J'ai le privilège de quitter mon emploi avec un revenu assuré. Aujourd'hui cette question fait débat au Québec et ailleurs sur la planète. En France, un élément est pris en compte dans la réflexion, la pénibilité de l'emploi. Occuper un même emploi pendant des décennies mine la personne. Elle a dû s'ajuster à de nombreux changements technologiques ou organisationnels. Ses conditions de travail se sont modifiées au fil des cycles économiques. Le corps est moins disponible, l'esprit vieillit, il est moins efficace mais plus sage. L'humain aspire à un certain apaisement. Le marché du travail n'est pas ajusté à cette réalité, ne la reconnaît pas. Il est question de repousser l'âge de la retraite. Lorsque je porte attention aux discours de ceux qui vont prendre les décisions sur cette question, il me paraît qu'ils sont soit déconnectés de leurs besoins, soit ils défendent des principes qui valorisent le profit ou soit ils ont des ressources qui les mettent à l'abri. Dans tout cela, on néglige la personne qui s'échine depuis plus de vingt ans sans espoir d'un changement qui respecte ses capacités et ses besoins.

J'aurais aimé poursuivre mes activités au service de mon employeur, dans d'autres fonctions, allégées et adaptées. Ce n'était pas possible. Cette situation est celle que connaissent bien des personnes qui font un choix de vie en optant pour la "retraite" qu'ils veulent active: bénévolat, artisanat, consultation, travail à temps partiel, etc... Le débat sur la retraite devrait aussi porter sur la dimension humaine du travail et non seulement sur l'aspect économique des régimes. La productivité serait sans doute accrue si on s'intéressait à l'adaptation du travail au travailleur au fil des âges de la vie.
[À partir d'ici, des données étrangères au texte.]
// radial.rs — Radial (zoom) blur (CPU reference).
//
// Each pixel averages samples taken along the line from itself back toward
// the image centre. Pixels further out sample with a wider step, so the
// streaks grow toward the corners:
//
//   d          = |p - centre|,  centre = (w/2, h/2)
//   maxDist    = max(1, ½·√(w² + h²))
//   sampleStep = max(1, 1 + (d / maxDist) · 0.005·I · I)
//   numSamples = max(1, I/2 + 1)
//   sample s   = p - dir · s · sampleStep,  s in 0..numSamples
//
// Sample coordinates truncate toward zero and then clamp to the image.
// Pixels within distance 1 of the centre are copied unchanged. The output
// is the truncated integer mean per channel.

use crate::image::Image;

/// Number of samples taken per pixel at intensity `intensity`.
pub fn radial_sample_count(intensity: u32) -> u32 {
    (intensity / 2 + 1).max(1)
}

/// Per-image constants of the radial blur.
#[derive(Debug, Clone, Copy, PartialEq)]
pub struct RadialGeometry {
    pub center_x: f32,
    pub center_y: f32,
    pub max_dist: f32,
    pub step_factor: f32,
    pub intensity: u32,
    pub num_samples: u32,
}

impl RadialGeometry {
    pub fn new(width: u32, height: u32, intensity: u32) -> Self {
        // Integer w² + h² first, like the kernel does.
        let diag_sq = (width as u64 * width as u64 + height as u64 * height as u64) as f32;
        RadialGeometry {
            center_x: width as f32 / 2.0,
            center_y: height as f32 / 2.0,
            max_dist: (0.5 * diag_sq.sqrt()).max(1.0),
            step_factor: 0.005 * intensity as f32,
            intensity,
            num_samples: radial_sample_count(intensity),
        }
    }

    /// Sample positions for pixel `(x, y)`, unclamped, or `None` when the
    /// pixel is copied unchanged.
    pub fn samples(&self, x: u32, y: u32) -> Option<impl Iterator<Item = (i64, i64)> + '_> {
        let dx = x as f32 - self.center_x;
        let dy = y as f32 - self.center_y;
        let dist = (dx * dx + dy * dy).sqrt();
        if dist < 1.0 || self.intensity == 0 {
            return None;
        }
        let dir_x = dx / dist;
        let dir_y = dy / dist;
        let step = (1.0 + (dist / self.max_dist) * self.step_factor * self.intensity as f32).max(1.0);

        Some((0..self.num_samples).map(move |s| {
            let offset = s as f32 * step;
            let sx = (x as f32 - dir_x * offset) as i64;
            let sy = (y as f32 - dir_y * offset) as i64;
            (sx, sy)
        }))
    }
}

/// Radial blur toward the image centre. Intensity 0 copies.
pub fn radial_blur(src: &Image, intensity: u32) -> Image {
    if intensity == 0 {
        return src.clone();
    }
    let (w, h, ch) = (src.width(), src.height(), src.channels());
    let geo = RadialGeometry::new(w, h, intensity);
    let mut dst = src.clone();

    for y in 0..h {
        for x in 0..w {
            let Some(samples) = geo.samples(x, y) else {
                continue;
            };
            let points: Vec<(i64, i64)> = samples.collect();
            for c in 0..ch {
                let sum: u32 = points
                    .iter()
                    .map(|&(sx, sy)| src.get_clamped(sx, sy, c) as u32)
                    .sum();
                dst.set(x, y, c, (sum / points.len() as u32) as u8);
            }
        }
    }
    dst
}
// config.rs — backend selection options.
//
// Every filter and the matrix multiplier builds its own `ComputeBackend`
// from a `BackendOptions`. The defaults pick the best GPU on the primary
// backends with the native limits; environment variables override them
// without touching call sites:
//
//   WGPU_BACKEND   vulkan | metal | dx12 | gl (comma separated, wgpu syntax)
//   GPUFX_PROFILE  native | rpi
//   GPUFX_DEVICE   gpu | cpu

use std::fmt;
use std::str::FromStr;

/// Hardware profile controlling device limits and default workgroup sizes.
///
/// `RaspberryPi` requests the VideoCore VI/VII limits even on a desktop GPU,
/// so a dispatch that would fail on the Pi fails during development too.
#[derive(Debug, Clone, Copy, PartialEq, Eq, Default)]
pub enum DeviceProfile {
    /// Use the adapter's actual hardware limits.
    #[default]
    Native,
    /// Simulate Raspberry Pi 4/5 (V3DV Vulkan): 256 invocations per workgroup.
    RaspberryPi,
}

impl fmt::Display for DeviceProfile {
    fn fmt(&self, f: &mut fmt::Formatter<'_>) -> fmt::Result {
        match self {
            DeviceProfile::Native => write!(f, "Native"),
            DeviceProfile::RaspberryPi => write!(f, "RaspberryPi (simulated limits)"),
        }
    }
}

impl FromStr for DeviceProfile {
    type Err = String;

    fn from_str(s: &str) -> Result<Self, Self::Err> {
        match s.trim().to_ascii_lowercase().as_str() {
            "native" => Ok(DeviceProfile::Native),
            "rpi" | "raspberry-pi" | "raspberrypi" => Ok(DeviceProfile::RaspberryPi),
            other => Err(format!("unknown device profile `{other}`")),
        }
    }
}

/// Which class of adapter may be selected.
#[derive(Debug, Clone, Copy, PartialEq, Eq, Default)]
pub enum DevicePreference {
    /// Hardware GPUs first, software (CPU) adapters as a fallback.
    #[default]
    GpuFirst,
    /// Only software adapters such as llvmpipe or WARP.
    CpuOnly,
}

impl FromStr for DevicePreference {
    type Err = String;

    fn from_str(s: &str) -> Result<Self, Self::Err> {
        match s.trim().to_ascii_lowercase().as_str() {
            "gpu" | "auto" => Ok(DevicePreference::GpuFirst),
            "cpu" => Ok(DevicePreference::CpuOnly),
            other => Err(format!("unknown device preference `{other}`")),
        }
    }
}

/// Options consumed by `ComputeBackend::with_options`.
#[derive(Debug, Clone, Copy, PartialEq)]
pub struct BackendOptions {
    pub backends: wgpu::Backends,
    pub profile: DeviceProfile,
    pub preference: DevicePreference,
}

impl Default for BackendOptions {
    fn default() -> Self {
        BackendOptions {
            backends: wgpu::Backends::PRIMARY,
            profile: DeviceProfile::Native,
            preference: DevicePreference::GpuFirst,
        }
    }
}

impl BackendOptions {
    /// Defaults overridden by `WGPU_BACKEND`, `GPUFX_PROFILE` and
    /// `GPUFX_DEVICE`. Unparseable values are logged and ignored.
    pub fn from_env() -> Self {
        let mut opts = BackendOptions::default();
        if let Some(backends) = wgpu::util::backend_bits_from_env() {
            opts.backends = backends;
        }
        if let Ok(raw) = std::env::var("GPUFX_PROFILE") {
            match raw.parse() {
                Ok(p) => opts.profile = p,
                Err(e) => log::warn!("ignoring GPUFX_PROFILE: {e}"),
            }
        }
        if let Ok(raw) = std::env::var("GPUFX_DEVICE") {
            match raw.parse() {
                Ok(p) => opts.preference = p,
                Err(e) => log::warn!("ignoring GPUFX_DEVICE: {e}"),
            }
        }
        opts
    }

    pub fn with_profile(mut self, profile: DeviceProfile) -> Self {
        self.profile = profile;
        self
    }

    pub fn with_preference(mut self, preference: DevicePreference) -> Self {
        self.preference = preference;
        self
    }
}

#[cfg(test)]
mod tests {
    use super::*;

    #[test]
    fn test_defaults() {
        let o = BackendOptions::default();
        assert_eq!(o.backends, wgpu::Backends::PRIMARY);
        assert_eq!(o.profile, DeviceProfile::Native);
        assert_eq!(o.preference, DevicePreference::GpuFirst);
    }

    #[test]
    fn test_profile_parse() {
        assert_eq!("native".parse::<DeviceProfile>(), Ok(DeviceProfile::Native));
        assert_eq!("RPi".parse::<DeviceProfile>(), Ok(DeviceProfile::RaspberryPi));
        assert_eq!("raspberry-pi".parse::<DeviceProfile>(), Ok(DeviceProfile::RaspberryPi));
        assert!("jetson".parse::<DeviceProfile>().is_err());
    }

    #[test]
    fn test_preference_parse() {
        assert_eq!("cpu".parse::<DevicePreference>(), Ok(DevicePreference::CpuOnly));
        assert_eq!(" GPU ".parse::<DevicePreference>(), Ok(DevicePreference::GpuFirst));
        assert!("npu".parse::<DevicePreference>().is_err());
    }

    #[test]
    fn test_builders() {
        let o = BackendOptions::default()
            .with_profile(DeviceProfile::RaspberryPi)
            .with_preference(DevicePreference::CpuOnly);
        assert_eq!(o.profile, DeviceProfile::RaspberryPi);
        assert_eq!(o.preference, DevicePreference::CpuOnly);
    }
}
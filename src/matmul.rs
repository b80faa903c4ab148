// matmul.rs — Dense row-major matrices and the CPU reference product.
//
// The GPU path in gpu/matmul.rs is verified against `multiply_cpu` with
// `spot_check`, which compares only the first and last elements of the
// product. That is a cheap smoke test, not a proof of correctness: an error
// confined to interior cells passes. `max_abs_diff` compares every element
// and is reported alongside for diagnostics.

use std::fmt;

use crate::error::{GpuError, Result};

/// Absolute tolerance used by [`spot_check`].
pub const VERIFY_TOLERANCE: f32 = 1e-3;

/// A dense `rows × cols` matrix of f32, row-major.
#[derive(Clone, PartialEq)]
pub struct Matrix {
    rows: usize,
    cols: usize,
    data: Vec<f32>,
}

impl Matrix {
    /// Wrap row-major data. Both dimensions must be non-zero and
    /// `data.len()` must equal `rows * cols`.
    pub fn from_vec(rows: usize, cols: usize, data: Vec<f32>) -> Result<Self> {
        if rows == 0 || cols == 0 || data.len() != rows * cols {
            return Err(GpuError::InvalidMatrixShape { rows, cols, len: data.len() });
        }
        Ok(Matrix { rows, cols, data })
    }

    /// Zero-filled matrix.
    pub fn zeros(rows: usize, cols: usize) -> Result<Self> {
        Self::from_vec(rows, cols, vec![0.0; rows * cols])
    }

    /// `n × n` identity.
    pub fn identity(n: usize) -> Result<Self> {
        let mut m = Self::zeros(n, n)?;
        for i in 0..n {
            m.data[i * n + i] = 1.0;
        }
        Ok(m)
    }

    /// Fill element `i` (row-major) with `f(i)`.
    pub fn from_fn(rows: usize, cols: usize, f: impl FnMut(usize) -> f32) -> Result<Self> {
        Self::from_vec(rows, cols, (0..rows * cols).map(f).collect())
    }

    pub fn rows(&self) -> usize {
        self.rows
    }

    pub fn cols(&self) -> usize {
        self.cols
    }

    pub fn get(&self, row: usize, col: usize) -> f32 {
        self.data[row * self.cols + col]
    }

    pub fn as_slice(&self) -> &[f32] {
        &self.data
    }

    pub fn into_vec(self) -> Vec<f32> {
        self.data
    }

    /// First element in row-major order.
    pub fn first(&self) -> f32 {
        self.data[0]
    }

    /// Last element in row-major order.
    pub fn last(&self) -> f32 {
        self.data[self.data.len() - 1]
    }
}

impl fmt::Debug for Matrix {
    fn fmt(&self, f: &mut fmt::Formatter<'_>) -> fmt::Result {
        write!(f, "Matrix({}x{})", self.rows, self.cols)
    }
}

/// Fail unless `a · b` is defined.
pub fn check_product_shape(a: &Matrix, b: &Matrix) -> Result<()> {
    if a.cols != b.rows {
        return Err(GpuError::DimensionMismatch {
            a_rows: a.rows,
            a_cols: a.cols,
            b_rows: b.rows,
            b_cols: b.cols,
        });
    }
    Ok(())
}

/// Textbook triple loop. Result is `rows(a) × cols(b)`.
pub fn multiply_cpu(a: &Matrix, b: &Matrix) -> Result<Matrix> {
    check_product_shape(a, b)?;
    let (m, k, n) = (a.rows, a.cols, b.cols);
    let mut out = vec![0.0f32; m * n];
    for i in 0..m {
        for j in 0..n {
            let mut acc = 0.0f32;
            for p in 0..k {
                acc += a.data[i * k + p] * b.data[p * n + j];
            }
            out[i * n + j] = acc;
        }
    }
    Matrix::from_vec(m, n, out)
}

/// Compare only the first and last elements within [`VERIFY_TOLERANCE`].
pub fn spot_check(reference: &Matrix, candidate: &Matrix) -> bool {
    reference.rows == candidate.rows
        && reference.cols == candidate.cols
        && (reference.first() - candidate.first()).abs() < VERIFY_TOLERANCE
        && (reference.last() - candidate.last()).abs() < VERIFY_TOLERANCE
}

/// Largest absolute element-wise difference, or `None` if shapes differ.
pub fn max_abs_diff(a: &Matrix, b: &Matrix) -> Option<f32> {
    if a.rows != b.rows || a.cols != b.cols {
        return None;
    }
    Some(
        a.data
            .iter()
            .zip(&b.data)
            .map(|(x, y)| (x - y).abs())
            .fold(0.0f32, f32::max),
    )
}

/// Deterministic benchmark operands: `a[i] = i % 100 + 0.1`,
/// `b[i] = i % 50 + 0.2`.
pub fn benchmark_inputs(rows1: usize, cols1: usize, cols2: usize) -> Result<(Matrix, Matrix)> {
    let a = Matrix::from_fn(rows1, cols1, |i| (i % 100) as f32 + 0.1)?;
    let b = Matrix::from_fn(cols1, cols2, |i| (i % 50) as f32 + 0.2)?;
    Ok((a, b))
}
Écrire, pour moi, c'est une occasion de réfléchir sur ce que je vis. Ce blogue est donc un outil d'élucidation de ma pensée (le lien entre l'intelligence interpersonnelle et l'intelligence linguistique). Au fil des prochaines parutions j'aborderai des thèmes comme la reconnaissance ou le paternalisme. Je vous proposerai quelques chroniques d'humeur sur des sujets comme la défectiologie ou le choix de n'observer que l'ombre des personnes. Je discuterai de certaines tendances de notre société qui consiste à faire des choix à partir d'un seul élément ou de la manipulation de l'opinion publique.

Je suis de retour. Vous trouverez au moins un nouveau texte par semaine... En passant, un blogue, c'est aussi une occasion de dialogue, par conséquent, il me fera plaisir de lire vos commentaires.